Плюнув, к отчаянию собаки, на кунью нору и встав, Гарт медленно, полусознательно направился по тропинке к реке, желая рассеяться. Кроме отца, Тарт знал еще одного умного человека – скупщика мехов Дрибба, бывавшего на своем веку в таких местах, о которых сто лет сказки рассказывают. Дрибб жил в деревушке по течению Адары ниже того места, где находился Тарт, верст пять, и молодой человек думал, что его, Дрибба, авторитет куда выше в таком тонком и странном случае, чем авторитет бродяги Хависсо, известного своей склонностью к размышлениям. Встревоженный, но отчасти и заинтригованный непонятной своей хандрой. Тарт, считая себя человеком незаурядным, так как попадал без промаха в орех на тридцать шагов, перебрал всех знакомых и лишь Дрибба нашел достойным доверия; вспомнив же, что скупщик умеет читать газеты и носит очки – предмет ученого свойства, – почувствовал себя уже легче.
II
Тарт посадил в лодку собаку и отправился к Дриббу. Недолгий путь прошел в молчаливых сетованиях; охотник хмуро брюзжал на берега, реку, солнце, хохлатую цаплю, стоящую у воды, плывущее дерево, собаку и все, что было для него видимым миром. Собака печально лежала на дне, уткнув морду в лапы.
Тарт вспомнил отца, но пренебрежительно сморщился.
– Этот только и знает, что качать головой, – сказал он, настроенный, как большинство родственников, скептически по отношению к родственному взаимному пониманию. – Попадись я ему сейчас – одна тоска.

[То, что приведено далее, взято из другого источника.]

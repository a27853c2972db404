//! Dashboard overview: `futureproof dashboard`.

use anyhow::{Context, Result};

use futureproof::config::Config;
use futureproof::ui::render::{render_activity, render_stats};

use super::super::DashboardCommands;

pub async fn cmd_dashboard(config: &Config, command: Option<DashboardCommands>) -> Result<()> {
    let client = super::api_client(config)?;

    match command {
        None | Some(DashboardCommands::Stats) => {
            let stats = client
                .dashboard()
                .stats()
                .await
                .context("Failed to fetch dashboard stats")?;
            print!("{}", render_stats(&stats));
        }
        Some(DashboardCommands::Activity) => {
            let recent = client
                .dashboard()
                .recent()
                .await
                .context("Failed to fetch recent activity")?;
            print!("{}", render_activity(&recent.activities));
        }
    }

    Ok(())
}
use serde::{Deserialize, Serialize};
use serde_json::{Map, Value};

/// An inbound real-time message: a JSON object with a string `type`.
#[derive(Debug, Clone, PartialEq, Serialize, Deserialize)]
pub struct ChannelMessage {
    #[serde(rename = "type")]
    pub kind: String,
    #[serde(flatten)]
    pub fields: Map<String, Value>,
}

impl ChannelMessage {
    pub fn parse(text: &str) -> Result<Self, serde_json::Error> {
        serde_json::from_str(text)
    }

    pub fn get(&self, key: &str) -> Option<&Value> {
        self.fields.get(key)
    }

    /// Human-readable text the backend attaches to most events.
    pub fn text(&self) -> Option<&str> {
        self.get("message").and_then(Value::as_str)
    }

    /// Typed view of the message, if it is one of the known project events.
    pub fn event(&self) -> Option<ProjectEvent> {
        let value = serde_json::to_value(self).ok()?;
        serde_json::from_value(value).ok()
    }
}

/// Project events pushed by the backend on `/ws/{project_id}`.
#[derive(Debug, Clone, PartialEq, Deserialize)]
#[serde(tag = "type", rename_all = "snake_case")]
pub enum ProjectEvent {
    Connected {
        project_id: i64,
        #[serde(default)]
        project_name: Option<String>,
    },
    Pong {
        project_id: i64,
    },
    Status {
        project_id: i64,
        status: String,
        #[serde(default)]
        created_at: Option<String>,
    },
    TransformationStarted {
        #[serde(default)]
        mode: Option<String>,
    },
    TransformationCompleted {
        #[serde(default)]
        files_count: Option<u64>,
        #[serde(default)]
        improvements: Option<Value>,
    },
    TransformationFailed {
        #[serde(default)]
        error: Option<String>,
    },
    MlTransformationStarted {
        #[serde(default)]
        ml_frameworks: Vec<String>,
        #[serde(default)]
        target: Option<String>,
    },
}
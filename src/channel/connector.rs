use async_trait::async_trait;
use futures::stream::BoxStream;
use futures::{Sink, SinkExt, StreamExt};
use std::pin::Pin;
use tokio_tungstenite::tungstenite::Message;

use crate::errors::ChannelError;

pub type Inbound = BoxStream<'static, Result<String, ChannelError>>;
pub type Outbound = Pin<Box<dyn Sink<String, Error = ChannelError> + Send>>;

/// One open connection: inbound text frames and an outbound text sink.
///
/// The inbound stream ending means the connection closed.
pub struct Connection {
    pub inbound: Inbound,
    pub outbound: Outbound,
}

/// Opens connections for the reconnecting channel.
#[async_trait]
pub trait Connector: Send + Sync + 'static {
    async fn connect(&self, url: &str) -> Result<Connection, ChannelError>;
}

/// WebSocket transport over `tokio-tungstenite`.
#[derive(Debug, Clone, Copy, Default)]
pub struct WebSocketConnector;

#[async_trait]
impl Connector for WebSocketConnector {
    async fn connect(&self, url: &str) -> Result<Connection, ChannelError> {
        let (socket, _response) =
            tokio_tungstenite::connect_async(url)
                .await
                .map_err(|e| ChannelError::Connect {
                    url: url.to_string(),
                    message: e.to_string(),
                })?;
        let (sink, stream) = socket.split();

        let inbound = stream
            .filter_map(|frame| async move {
                match frame {
                    Ok(Message::Text(text)) => Some(Ok(text.as_str().to_owned())),
                    Ok(Message::Binary(bytes)) => {
                        Some(Ok(String::from_utf8_lossy(&bytes).into_owned()))
                    }
                    // Ping/Pong are answered by tungstenite; Close ends the stream.
                    Ok(_) => None,
                    Err(e) => Some(Err(ChannelError::Transport(e.to_string()))),
                }
            })
            .boxed();

        let outbound = sink
            .with(|text: String| async move {
                Ok::<_, tokio_tungstenite::tungstenite::Error>(Message::text(text))
            })
            .sink_map_err(|e| ChannelError::Transport(e.to_string()));

        Ok(Connection {
            inbound,
            outbound: Box::pin(outbound),
        })
    }
}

Старик начнет качать головой, и я пропал; не могу видеть, как он щелкает языком и покачивается.
Энох действительно имел привычку во всех трудных случаях скорбеть и после долгого молчания изрекать грозным голосом: «Не будь олухом, Тарт, возьми мозги в руки!» В иных случаях это, действуя на самолюбие, помогало, но едва ли могло пособить теперь, когда весна жизни, вступая в свои права, заставляет молодого великана повесить голову и стонать.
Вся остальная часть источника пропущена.